**Your objective**
What is needed here is a verbatim copy of the records that follow.

**Given records**
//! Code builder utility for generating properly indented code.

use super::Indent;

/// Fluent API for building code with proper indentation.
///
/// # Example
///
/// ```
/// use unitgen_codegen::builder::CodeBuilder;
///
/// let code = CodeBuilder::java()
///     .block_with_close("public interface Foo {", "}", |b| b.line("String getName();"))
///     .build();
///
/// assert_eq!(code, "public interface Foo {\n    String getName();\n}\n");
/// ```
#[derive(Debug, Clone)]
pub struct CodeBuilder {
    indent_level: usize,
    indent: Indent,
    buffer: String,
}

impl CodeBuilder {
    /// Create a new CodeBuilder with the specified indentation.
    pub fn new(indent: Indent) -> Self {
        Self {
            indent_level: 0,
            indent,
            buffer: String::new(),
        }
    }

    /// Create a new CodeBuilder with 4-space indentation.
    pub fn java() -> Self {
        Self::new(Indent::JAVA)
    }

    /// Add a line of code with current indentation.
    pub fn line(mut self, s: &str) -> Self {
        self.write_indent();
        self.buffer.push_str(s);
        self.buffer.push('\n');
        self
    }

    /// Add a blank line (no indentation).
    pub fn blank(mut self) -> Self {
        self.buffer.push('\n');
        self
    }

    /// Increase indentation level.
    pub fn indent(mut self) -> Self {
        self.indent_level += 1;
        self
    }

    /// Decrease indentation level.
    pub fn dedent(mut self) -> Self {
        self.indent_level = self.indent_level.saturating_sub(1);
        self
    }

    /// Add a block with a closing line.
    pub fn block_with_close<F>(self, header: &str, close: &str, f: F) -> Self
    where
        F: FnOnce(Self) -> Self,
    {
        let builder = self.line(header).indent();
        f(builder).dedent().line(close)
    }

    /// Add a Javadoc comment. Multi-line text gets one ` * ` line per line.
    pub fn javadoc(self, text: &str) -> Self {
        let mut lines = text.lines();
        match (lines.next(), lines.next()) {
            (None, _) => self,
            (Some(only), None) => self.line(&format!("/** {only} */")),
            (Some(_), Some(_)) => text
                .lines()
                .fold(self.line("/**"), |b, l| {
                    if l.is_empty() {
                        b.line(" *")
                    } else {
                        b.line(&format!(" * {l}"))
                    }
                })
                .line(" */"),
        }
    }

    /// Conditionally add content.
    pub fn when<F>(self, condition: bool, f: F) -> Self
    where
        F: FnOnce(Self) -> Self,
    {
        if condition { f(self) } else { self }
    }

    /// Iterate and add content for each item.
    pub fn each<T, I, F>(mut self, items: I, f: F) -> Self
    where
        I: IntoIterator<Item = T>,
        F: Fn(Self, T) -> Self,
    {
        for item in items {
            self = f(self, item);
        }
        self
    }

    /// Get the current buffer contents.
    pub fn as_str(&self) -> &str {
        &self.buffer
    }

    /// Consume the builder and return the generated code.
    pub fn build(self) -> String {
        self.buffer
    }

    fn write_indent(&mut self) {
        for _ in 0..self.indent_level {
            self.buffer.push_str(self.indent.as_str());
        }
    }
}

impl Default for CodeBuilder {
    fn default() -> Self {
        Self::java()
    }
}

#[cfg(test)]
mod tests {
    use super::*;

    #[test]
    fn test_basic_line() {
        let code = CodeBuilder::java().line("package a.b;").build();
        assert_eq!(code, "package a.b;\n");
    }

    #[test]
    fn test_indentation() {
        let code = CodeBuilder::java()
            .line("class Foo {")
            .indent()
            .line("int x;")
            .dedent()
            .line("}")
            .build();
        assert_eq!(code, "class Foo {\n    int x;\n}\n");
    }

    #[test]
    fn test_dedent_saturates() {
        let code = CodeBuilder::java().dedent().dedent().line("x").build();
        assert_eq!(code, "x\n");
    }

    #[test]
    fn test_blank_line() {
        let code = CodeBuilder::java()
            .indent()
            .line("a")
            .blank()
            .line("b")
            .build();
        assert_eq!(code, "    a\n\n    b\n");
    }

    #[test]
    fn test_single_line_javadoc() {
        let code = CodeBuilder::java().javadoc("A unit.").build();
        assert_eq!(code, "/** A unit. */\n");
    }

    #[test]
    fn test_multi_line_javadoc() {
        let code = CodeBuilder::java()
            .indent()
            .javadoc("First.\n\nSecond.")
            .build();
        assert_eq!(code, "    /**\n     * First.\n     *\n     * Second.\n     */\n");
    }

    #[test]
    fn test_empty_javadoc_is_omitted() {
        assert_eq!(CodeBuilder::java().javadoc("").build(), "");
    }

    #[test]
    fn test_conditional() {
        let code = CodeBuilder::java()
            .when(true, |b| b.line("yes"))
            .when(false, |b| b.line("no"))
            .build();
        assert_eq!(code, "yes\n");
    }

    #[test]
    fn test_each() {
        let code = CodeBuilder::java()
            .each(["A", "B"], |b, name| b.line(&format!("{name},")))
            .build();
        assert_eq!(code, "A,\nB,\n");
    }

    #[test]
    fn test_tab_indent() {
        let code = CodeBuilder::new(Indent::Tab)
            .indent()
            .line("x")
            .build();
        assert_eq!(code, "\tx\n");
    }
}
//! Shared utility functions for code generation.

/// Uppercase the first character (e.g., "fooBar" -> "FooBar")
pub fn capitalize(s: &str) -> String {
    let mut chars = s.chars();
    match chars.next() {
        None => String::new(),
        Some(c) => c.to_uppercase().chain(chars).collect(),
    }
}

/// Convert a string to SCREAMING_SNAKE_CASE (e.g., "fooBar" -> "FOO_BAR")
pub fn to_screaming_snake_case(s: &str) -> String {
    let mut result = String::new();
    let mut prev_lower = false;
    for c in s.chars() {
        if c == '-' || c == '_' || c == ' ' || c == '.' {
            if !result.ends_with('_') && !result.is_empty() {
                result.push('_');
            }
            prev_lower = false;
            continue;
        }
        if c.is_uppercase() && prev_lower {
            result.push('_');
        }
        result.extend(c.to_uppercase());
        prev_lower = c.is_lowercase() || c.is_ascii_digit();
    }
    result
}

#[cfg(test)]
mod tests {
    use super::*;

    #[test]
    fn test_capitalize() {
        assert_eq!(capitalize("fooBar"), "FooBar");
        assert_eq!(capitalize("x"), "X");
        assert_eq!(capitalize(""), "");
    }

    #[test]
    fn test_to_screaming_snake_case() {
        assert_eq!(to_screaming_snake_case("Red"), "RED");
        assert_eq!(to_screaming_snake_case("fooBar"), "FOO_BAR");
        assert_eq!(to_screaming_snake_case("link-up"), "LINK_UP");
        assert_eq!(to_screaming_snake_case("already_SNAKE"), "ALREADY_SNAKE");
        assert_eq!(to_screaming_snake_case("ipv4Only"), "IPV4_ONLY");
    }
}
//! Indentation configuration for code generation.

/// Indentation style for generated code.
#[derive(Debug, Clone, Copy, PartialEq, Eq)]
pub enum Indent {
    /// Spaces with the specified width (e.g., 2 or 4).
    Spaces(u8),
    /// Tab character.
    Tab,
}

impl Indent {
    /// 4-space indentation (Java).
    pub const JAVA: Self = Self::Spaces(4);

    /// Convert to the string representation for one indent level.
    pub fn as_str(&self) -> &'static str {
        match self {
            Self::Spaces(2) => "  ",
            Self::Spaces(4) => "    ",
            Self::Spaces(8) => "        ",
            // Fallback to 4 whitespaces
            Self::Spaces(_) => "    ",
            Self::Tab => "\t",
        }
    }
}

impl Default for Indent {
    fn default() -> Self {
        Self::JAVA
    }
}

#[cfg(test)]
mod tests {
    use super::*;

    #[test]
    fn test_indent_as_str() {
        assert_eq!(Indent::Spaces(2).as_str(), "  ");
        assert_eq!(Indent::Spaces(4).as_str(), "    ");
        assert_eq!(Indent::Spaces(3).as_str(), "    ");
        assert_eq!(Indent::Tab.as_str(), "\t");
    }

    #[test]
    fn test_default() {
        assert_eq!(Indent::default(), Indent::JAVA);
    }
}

**Task response**
//! Code builder utility for generating properly indented code.

use super::Indent;

/// Fluent API for building code with proper indentation.
///
/// # Example
///
/// ```
/// use unitgen_codegen::builder::CodeBuilder;
///
/// let code = CodeBuilder::java()
///     .block_with_close("public interface Foo {", "}", |b| b.line("String getName();"))
///     .build();
///
/// assert_eq!(code, "public interface Foo {\n    String getName();\n}\n");
/// ```
#[derive(Debug, Clone)]
pub struct CodeBuilder {
    indent_level: usize,
    indent: Indent,
    buffer: String,
}

impl CodeBuilder {
    /// Create a new CodeBuilder with the specified indentation.
    pub fn new(indent: Indent) -> Self {
        Self {
            indent_level: 0,
            indent,
            buffer: String::new(),
        }
    }

    /// Create a new CodeBuilder with 4-space indentation.
    pub fn java() -> Self {
        Self::new(Indent::JAVA)
    }

    /// Add a line of code with current indentation.
    pub fn line(mut self, s: &str) -> Self {
        self.write_indent();
        self.buffer.push_str(s);
        self.buffer.push('\n');
        self
    }

    /// Add a blank line (no indentation).
    pub fn blank(mut self) -> Self {
        self.buffer.push('\n');
        self
    }

    /// Increase indentation level.
    pub fn indent(mut self) -> Self {
        self.indent_level += 1;
        self
    }

    /// Decrease indentation level.
    pub fn dedent(mut self) -> Self {
        self.indent_level = self.indent_level.saturating_sub(1);
        self
    }

    /// Add a block with a closing line.
    pub fn block_with_close<F>(self, header: &str, close: &str, f: F) -> Self
    where
        F: FnOnce(Self) -> Self,
    {
        let builder = self.line(header).indent();
        f(builder).dedent().line(close)
    }

    /// Add a Javadoc comment. Multi-line text gets one ` * ` line per line.
    pub fn javadoc(self, text: &str) -> Self {
        let mut lines = text.lines();
        match (lines.next(), lines.next()) {
            (None, _) => self,
            (Some(only), None) => self.line(&format!("/** {only} */")),
            (Some(_), Some(_)) => text
                .lines()
                .fold(self.line("/**"), |b, l| {
                    if l.is_empty() {
                        b.line(" *")
                    } else {
                        b.line(&format!(" * {l}"))
                    }
                })
                .line(" */"),
        }
    }

    /// Conditionally add content.
    pub fn when<F>(self, condition: bool, f: F) -> Self
    where
        F: FnOnce(Self) -> Self,
    {
        if condition { f(self) } else { self }
    }

    /// Iterate and add content for each item.
    pub fn each<T, I, F>(mut self, items: I, f: F) -> Self
    where
        I: IntoIterator<Item = T>,
        F: Fn(Self, T) -> Self,
    {
        for item in items {
            self = f(self, item);
        }
        self
    }

    /// Get the current buffer contents.
    pub fn as_str(&self) -> &str {
        &self.buffer
    }

    /// Consume the builder and return the generated code.
    pub fn build(self) -> String {
        self.buffer
    }

    fn write_indent(&mut self) {
        for _ in 0..self.indent_level {
            self.buffer.push_str(self.indent.as_str());
        }
    }
}

impl Default for CodeBuilder {
    fn default() -> Self {
        Self::java()
    }
}

#[cfg(test)]
mod tests {
    use super::*;

    #[test]
    fn test_basic_line() {
        let code = CodeBuilder::java().line("package a.b;").build();
        assert_eq!(code, "package a.b;\n");
    }

    #[test]
    fn test_indentation() {
        let code = CodeBuilder::java()
            .line("class Foo {")
            .indent()
            .line("int x;")
            .dedent()
            .line("}")
            .build();
        assert_eq!(code, "class Foo {\n    int x;\n}\n");
    }

    #[test]
    fn test_dedent_saturates() {
        let code = CodeBuilder::java().dedent().dedent().line("x").build();
        assert_eq!(code, "x\n");
    }

    #[test]
    fn test_blank_line() {
        let code = CodeBuilder::java()
            .indent()
            .line("a")
            .blank()
            .line("b")
            .build();
        assert_eq!(code, "    a\n\n    b\n");
    }

    #[test]
    fn test_single_line_javadoc() {
        let code = CodeBuilder::java().javadoc("A unit.").build();
        assert_eq!(code, "/** A unit. */\n");
    }

    #[test]
    fn test_multi_line_javadoc() {
        let code = CodeBuilder::java()
            .indent()
            .javadoc("First.\n\nSecond.")
            .build();
        assert_eq!(code, "    /**\n     * First.\n     *\n     * Second.\n     */\n");
    }

    #[test]
    fn test_empty_javadoc_is_omitted() {
        assert_eq!(CodeBuilder::java().javadoc("").build(), "");
    }

    #[test]
    fn test_conditional() {
        let code = CodeBuilder::java()
            .when(true, |b| b.line("yes"))
            .when(false, |b| b.line("no"))
            .build();
        assert_eq!(code, "yes\n");
    }

    #[test]
    fn test_each() {
        let code = CodeBuilder::java()
            .each(["A", "B"], |b, name| b.line(&format!("{name},")))
            .build();
        assert_eq!(code, "A,\nB,\n");
    }

    #[test]
    fn test_tab_indent() {
        let code = CodeBuilder::new(Indent::Tab)
            .indent()
            .line("x")
            .build();
        assert_eq!(code, "\tx\n");
    }
}
//! Shared utility functions for code generation.

/// Uppercase the first character (e.g., "fooBar" -> "FooBar")
pub fn capitalize(s: &str) -> String {
    let mut chars = s.chars();
    match chars.next() {
        None => String::new(),
        Some(c) => c.to_uppercase().chain(chars).collect(),
    }
}

/// Convert a string to SCREAMING_SNAKE_CASE (e.g., "fooBar" -> "FOO_BAR")
pub fn to_screaming_snake_case(s: &str) -> String {
    let mut result = String::new();
    let mut prev_lower = false;
    for c in s.chars() {
        if c == '-' || c == '_' || c == ' ' || c == '.' {
            if !result.ends_with('_') && !result.is_empty() {
                result.push('_');
            }
            prev_lower = false;
            continue;
        }
        if c.is_uppercase() && prev_lower {
            result.push('_');
        }
        result.extend(c.to_uppercase());
        prev_lower = c.is_lowercase() || c.is_ascii_digit();
    }
    result
}

#[cfg(test)]
mod tests {
    use super::*;

    #[test]
    fn test_capitalize() {
        assert_eq!(capitalize("fooBar"), "FooBar");
        assert_eq!(capitalize("x"), "X");
        assert_eq!(capitalize(""), "");
    }

    #[test]
    fn test_to_screaming_snake_case() {
        assert_eq!(to_screaming_snake_case("Red"), "RED");
        assert_eq!(to_screaming_snake_case("fooBar"), "FOO_BAR");
        assert_eq!(to_screaming_snake_case("link-up"), "LINK_UP");
        assert_eq!(to_screaming_snake_case("already_SNAKE"), "ALREADY_SNAKE");
        assert_eq!(to_screaming_snake_case("ipv4Only"), "IPV4_ONLY");
    }
}
//! Indentation configuration for code generation.

/// Indentation style for generated code.
#[derive(Debug, Clone, Copy, PartialEq, Eq)]
pub enum Indent {
    /// Spaces with the specified width (e.g., 2 or 4).
    Spaces(u8),
    /// Tab character.
    Tab,
}

impl Indent {
    /// 4-space indentation (Java).
    pub const JAVA: Self = Self::Spaces(4);

    /// Convert to the string representation for one indent level.
    pub fn as_str(&self) -> &'static str {
        match self {
            Self::Spaces(2) => "  ",
            Self::Spaces(4) => "    ",
            Self::Spaces(8) => "        ",
            // Fallback to 4 whitespaces
            Self::Spaces(_) => "    ",
            Self::Tab => "\t",
        }
    }
}

impl Default for Indent {
    fn default() -> Self {
        Self::JAVA
    }
}

#[cfg(test)]
mod tests {
    use super::*;

    #[test]
    fn test_indent_as_str() {
        assert_eq!(Indent::Spaces(2).as_str(), "  ");
        assert_eq!(Indent::Spaces(4).as_str(), "    ");
        assert_eq!(Indent::Spaces(3).as_str(), "    ");
        assert_eq!(Indent::Tab.as_str(), "\t");
    }

    #[test]
    fn test_default() {
        assert_eq!(Indent::default(), Indent::JAVA);
    }
}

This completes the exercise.